Wäschewaschen in Krasnojarsk

Nach anderthalb Tagen im Schlafwagenabteil sind wir heute morgen in Krasnojarsk vom Zug ausgespuckt worden. Die Nacht war für uns alle nicht so doll und so schleppten wir unsere sieben Sachen durch den Bahnhof auf der Suche nach einer Möglichkeit auf ein gutes Frühstück. Leider überzeugte uns das Angebot nicht und daher beschlossen wir, in die Innenstadt zu fahren und dort etwas zu finden.

Mittlerweile hatte es angefangen zu regnen und so standen wir Unterschlupf suchend im Haltestellenhäuschen und guckten bei Yandex (Russ. Google-Äquivalent), welche Buslinie für uns die richtige sei. Diesmal wollte die Bus-Schaffnerin den doppelten Preis von uns, weil wir mit unserem Gepäck unterwegs waren.

Angekommen im Kaffee-Haus trafen wir wieder auf die drei Reisenden aus der Schweiz, die auch schon im Nachtzug zwei Abteile neben uns waren. Das Kaffee-Haus hätte genau so auch in Berlin-Friedrichshain stehen können. Samt Rucksacktouristen. Hipster gibts halt überall. Deutsche Touristen auch.

Nach dem Frühstück ging es über den Jenissei zu unserer Unterkunft. Hier haben wir erstmal das Gepäck abgelegt und dann geduscht. Das letzte Mal hatten wir dazu in Kasan die Chance. Zwischendurch gabs im Zug nur die Katzenwäsche.

Ab hier gibt es zwei Versionen des weiteren Tages. Jan, Julius und Torsten zogen los, die Stadt zu erkunden. Max blieb im Hotel, um sich auszuruhen und die Wäsche zu waschen. Max funktionierte die Badewanne zum Wäschezuber um und spannte Julius‘ Wäscheleine auf dem Balkon. Jetzt trocknet alles langsam vor sich hin.

Improvisiertes Ensemble. T-Shirts hängen auf Kleiderbügeln an der Klimaanlage und auf einer selbst gespannten Wäscheleine. Im Hintergrund sind die Berge des Stolby-Nationalparks .

Am Abend trafen sich wieder alle im Hotel zu einem improvisierten Abendbrot. Anschließend planten wir noch die Wanderroute für morgen. Dann geht es in den angrenzenden Stolby-Nationalpark. Jetzt holen wir aber erstmal unser Schlafdefizit auf.
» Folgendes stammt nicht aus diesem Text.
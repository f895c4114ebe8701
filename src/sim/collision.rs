//! Axis-aligned collision detection and response
//!
//! The resolver scans platform volumes in generation order and resolves the
//! first meaningful overlap along the axis of minimum penetration: a
//! shallower vertical overlap means the player ran onto a platform top and
//! lands; otherwise they clipped a platform side and get pushed back.
//! First match wins - scanning stops at the first hit, not the closest one.

use glam::DVec3;
use serde::{Deserialize, Serialize};

use super::player::PlayerBody;
use crate::consts::COLLISION_EPSILON;

/// Axis-aligned box, world space. Derived from positions every tick,
/// never persisted.
#[derive(Debug, Clone, Copy, PartialEq, Serialize, Deserialize)]
pub struct Aabb {
    pub min: DVec3,
    pub max: DVec3,
}

impl Aabb {
    pub fn new(min: DVec3, max: DVec3) -> Self {
        Self { min, max }
    }

    pub fn from_center_half_extents(center: DVec3, half: DVec3) -> Self {
        Self {
            min: center - half,
            max: center + half,
        }
    }

    /// Shift the box by an offset (treadmill movement)
    pub fn translated(&self, offset: DVec3) -> Self {
        Self {
            min: self.min + offset,
            max: self.max + offset,
        }
    }

    /// Extent of the overlap region with another box. A box that is
    /// disjoint on any axis yields zero extent on every axis.
    pub fn overlap_size(&self, other: &Aabb) -> DVec3 {
        let min = self.min.max(other.min);
        let max = self.max.min(other.max);
        let size = max - min;
        if size.min_element() < 0.0 {
            DVec3::ZERO
        } else {
            size
        }
    }
}

/// What the resolver did to the player this tick
#[derive(Debug, Clone, Copy, PartialEq, Eq, Default)]
pub struct Resolution {
    /// A landing transition fired (was airborne, now grounded)
    pub landed: bool,
    /// Pushed sideways off a platform face; state unchanged
    pub blocked: bool,
    /// No support found and a falling transition fired
    pub started_falling: bool,
}

/// Resolve the player against all live platform volumes, in insertion
/// order. Applies positional correction and drives the land/fall
/// transitions on the body.
pub fn resolve_player_collisions<'a, I>(player: &mut PlayerBody, platforms: I) -> Resolution
where
    I: IntoIterator<Item = &'a Aabb>,
{
    let player_bounds = player.world_bounds();
    let mut result = Resolution::default();

    for platform in platforms {
        let overlap = player_bounds.overlap_size(platform);

        // Negligible contact - check the rest
        if overlap.length() < COLLISION_EPSILON {
            continue;
        }

        if overlap.y < overlap.x {
            // Shallow vertical overlap: standing on the platform top.
            // Push up and zero the accumulated gravity.
            player.position.y += overlap.y;
            result.landed = player.land();
        } else {
            // Ran into the platform side; pushed back, still airborne or
            // grounded as before.
            player.position.x -= overlap.x;
            result.blocked = true;
        }
        return result;
    }

    result.started_falling = player.fall();
    result
}
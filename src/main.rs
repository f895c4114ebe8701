//! Dusk Runner entry point
//!
//! Headless demo run: advances the simulation on a fixed timestep with a
//! simple autopilot on the jump button, applies scene operations to a
//! recording sink, and reports the distance when the run ends.

use std::error::Error;

use dusk_runner::Tuning;
use dusk_runner::assets::StaticCatalog;
use dusk_runner::consts::{DEFAULT_SEED, MAX_SUBSTEPS, SIM_DT};
use dusk_runner::scene::{RecordingSink, SceneSink};
use dusk_runner::sim::{GameEvent, GamePhase, GameState, TickInput, tick};

/// Simulated frame length fed into the accumulator (60 fps host)
const FRAME_DT: f64 = 1.0 / 60.0;
/// Give up after this much simulated time
const MAX_RUN_SECONDS: f64 = 300.0;

fn main() {
    env_logger::init();
    if let Err(err) = run() {
        log::error!("{err}");
        std::process::exit(1);
    }
}

fn run() -> Result<(), Box<dyn Error>> {
    let mut args = std::env::args().skip(1);
    let seed: u32 = match args.next() {
        Some(arg) => arg.parse()?,
        None => DEFAULT_SEED,
    };
    let tuning = match args.next() {
        Some(path) => Tuning::from_json(&std::fs::read_to_string(path)?)?,
        None => Tuning::default(),
    };

    log::info!("Dusk Runner starting, seed {seed}");
    let mut state = GameState::new(seed, &StaticCatalog, tuning)?;
    let mut sink = RecordingSink::default();
    let mut accumulator = 0.0;
    let mut elapsed = 0.0;

    while state.phase != GamePhase::GameOver && elapsed < MAX_RUN_SECONDS {
        accumulator += FRAME_DT;
        elapsed += FRAME_DT;

        let mut substeps = 0;
        while accumulator >= SIM_DT && substeps < MAX_SUBSTEPS {
            let input = TickInput {
                jump: should_jump(&state),
                ..Default::default()
            };
            tick(&mut state, &input, SIM_DT)?;
            report_events(&state);
            accumulator -= SIM_DT;
            substeps += 1;
        }

        // Don't let wall time pile up while paused
        if state.phase == GamePhase::Paused {
            accumulator = 0.0;
        }

        let ops = state.world.drain_scene_ops();
        sink.apply(&ops);
    }

    let distance = state.distance_travelled();
    println!(
        "run over: {:.1} units in {:.1}s ({} scene ops, {} chunks)",
        distance,
        elapsed,
        sink.ops.len(),
        state.level.chunks.len()
    );
    Ok(())
}

/// Jump when the supporting platform's right edge is about to pass under
/// the player's feet.
fn should_jump(state: &GameState) -> bool {
    if !state.player.is_grounded() {
        return false;
    }
    let x = state.player.position.x;
    let y = state.player.position.y;
    let support = state
        .world
        .platforms
        .iter()
        .find(|p| p.bounds.min.x <= x && x <= p.bounds.max.x && (p.bounds.max.y - y).abs() < 0.3);

    match support {
        Some(platform) => platform.bounds.max.x - x < state.treadmill_speed * 0.4,
        None => false,
    }
}

fn report_events(state: &GameState) {
    for event in &state.events {
        match event {
            GameEvent::GameOver { distance } => {
                log::info!("game over event, distance {distance:.1}");
            }
            GameEvent::ChunkGenerated { platforms } => {
                log::debug!("chunk generated with {platforms} platforms");
            }
            GameEvent::Sound(cue) => log::trace!("sound cue {:?}", cue.key),
            other => log::debug!("{other:?}"),
        }
    }
}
Torsten meint gerade, dass draußen die Straße gewässert wird… Sonntagabend? Komisches Land…

/mf

Während Max dankenswerter Weise sich um unsere Wäsche kümmerte, machten wir uns auf Krasnojarsk anzuschauen. Laut dem Reiseführer ist Krasnojarsk eine der schönsten Städte Sibiriens, ich frage mich nach diesem Tag etwas wie die Stadt zu diesem Ruf kommt, ich fand es nämlich nicht so. Die Lage zwischen den Bergen mit dem gewaltigen Jenessei ist zwar beeindruckend, aber die Stadt besteht zu größtem Teil aus Plattenbauten und ansonsten ein paar Gebäuden, die in jeder Stadt der ehemaligen Sowjetunion stehen könnten. Allerdings gibt es hier und da ein paar moderne und hippe Cafés.

Revolutionsplatz mit Leninstatue
Stadtzentrum von Krasnojarsk

Nach einem Mittag in einer Bäckerei und einem kleinen Stadtbummel, statteten wir der Parkeisenbahn einen Besuch ab. Wie auch der „große“ Eisenbahnbetrieb, ist die Parkeisenbahn sehr personalintensive mit einem Schaffner pro Wagon, aber die Uniformen sitzen.

Danach machten wir uns mit einem Kleinbus auf einen Berg nördlich der Innenstadt um dort die Kapelle zu besuchen und den Blick zu genießen.

Wo man hinschaut – Plattenbauten
Kapelle auf dem Berg
Häuser auf dem Weg zur Aussicht

Dann ging es, auch etwas in Ermangelung weiterer Ideen für spannende Orte, wieder zurück ins Hotel zu Max, immerhin steckten uns ja auch drei Tage Zug in den Knochen.